▶ _EXCERPTED DATA_:
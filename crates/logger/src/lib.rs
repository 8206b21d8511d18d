//! Hypervisor logger
//!
//! Log records are formatted into an in-memory console ring, which the console driver drains.
//! When the ring is full the oldest bytes are overwritten.
#![cfg_attr(not(test), no_std)]

use core::fmt::{self, Write};
use core::sync::atomic::{AtomicBool, Ordering};

use log::{LevelFilter, Metadata, Record};
use spin::Mutex;

/// Size of the console ring, in bytes.
pub const CONSOLE_SIZE: usize = 16 * 1024;

static LOGGER: LockedLogger = LockedLogger(Mutex::new(Logger {
    console: Console::new(),
}));
static IS_INITIALIZED: AtomicBool = AtomicBool::new(false);

struct LockedLogger(Mutex<Logger>);

struct Logger {
    console: Console<CONSOLE_SIZE>,
}

impl log::Log for LockedLogger {
    fn enabled(&self, metadata: &Metadata) -> bool {
        self.0.lock().enabled(metadata)
    }

    fn log(&self, record: &Record) {
        self.0.lock().log(record)
    }

    fn flush(&self) {}
}

impl Logger {
    fn enabled(&self, metadata: &Metadata) -> bool {
        metadata.level() <= log::max_level()
    }

    fn log(&mut self, record: &Record) {
        if self.enabled(record.metadata()) {
            // The ring never refuses bytes.
            let _ = write!(
                self.console,
                "[{} | {}] {}\n",
                record.level(),
                record.target(),
                record.args()
            );
        }
    }
}

pub fn init(level: LevelFilter) {
    match IS_INITIALIZED.compare_exchange(false, true, Ordering::SeqCst, Ordering::SeqCst) {
        Ok(_) => {
            log::set_logger(&LOGGER).unwrap();
            log::set_max_level(level);
        }
        Err(_) => {
            log::warn!("Logger is already initialized, skipping init");
        }
    };
}

/// Move up to `buf.len()` of the oldest console bytes into `buf`, returns how many were moved.
pub fn read(buf: &mut [u8]) -> usize {
    LOGGER.0.lock().console.read(buf)
}

// ———————————————————————————————— Console ————————————————————————————————— //

struct Console<const N: usize> {
    buf: [u8; N],
    start: usize,
    len: usize,
}

impl<const N: usize> Console<N> {
    const fn new() -> Self {
        Self {
            buf: [0; N],
            start: 0,
            len: 0,
        }
    }

    fn push(&mut self, bytes: &[u8]) {
        for &byte in bytes {
            self.buf[(self.start + self.len) % N] = byte;
            if self.len == N {
                self.start = (self.start + 1) % N;
            } else {
                self.len += 1;
            }
        }
    }

    fn read(&mut self, out: &mut [u8]) -> usize {
        let count = out.len().min(self.len);
        for (idx, byte) in out[..count].iter_mut().enumerate() {
            *byte = self.buf[(self.start + idx) % N];
        }
        self.start = (self.start + count) % N;
        self.len -= count;
        count
    }
}

impl<const N: usize> Write for Console<N> {
    fn write_str(&mut self, s: &str) -> fmt::Result {
        self.push(s.as_bytes());
        Ok(())
    }
}

// ————————————————————————————————— Tests —————————————————————————————————— //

▶ _EXERCISE INSTRUCTIONS_: All lines above that contain the word "impl" are to be copied.

▶ _TASK RESPONSE_:
impl log::Log for LockedLogger {
impl Logger {
impl<const N: usize> Console<N> {
impl<const N: usize> Write for Console<N> {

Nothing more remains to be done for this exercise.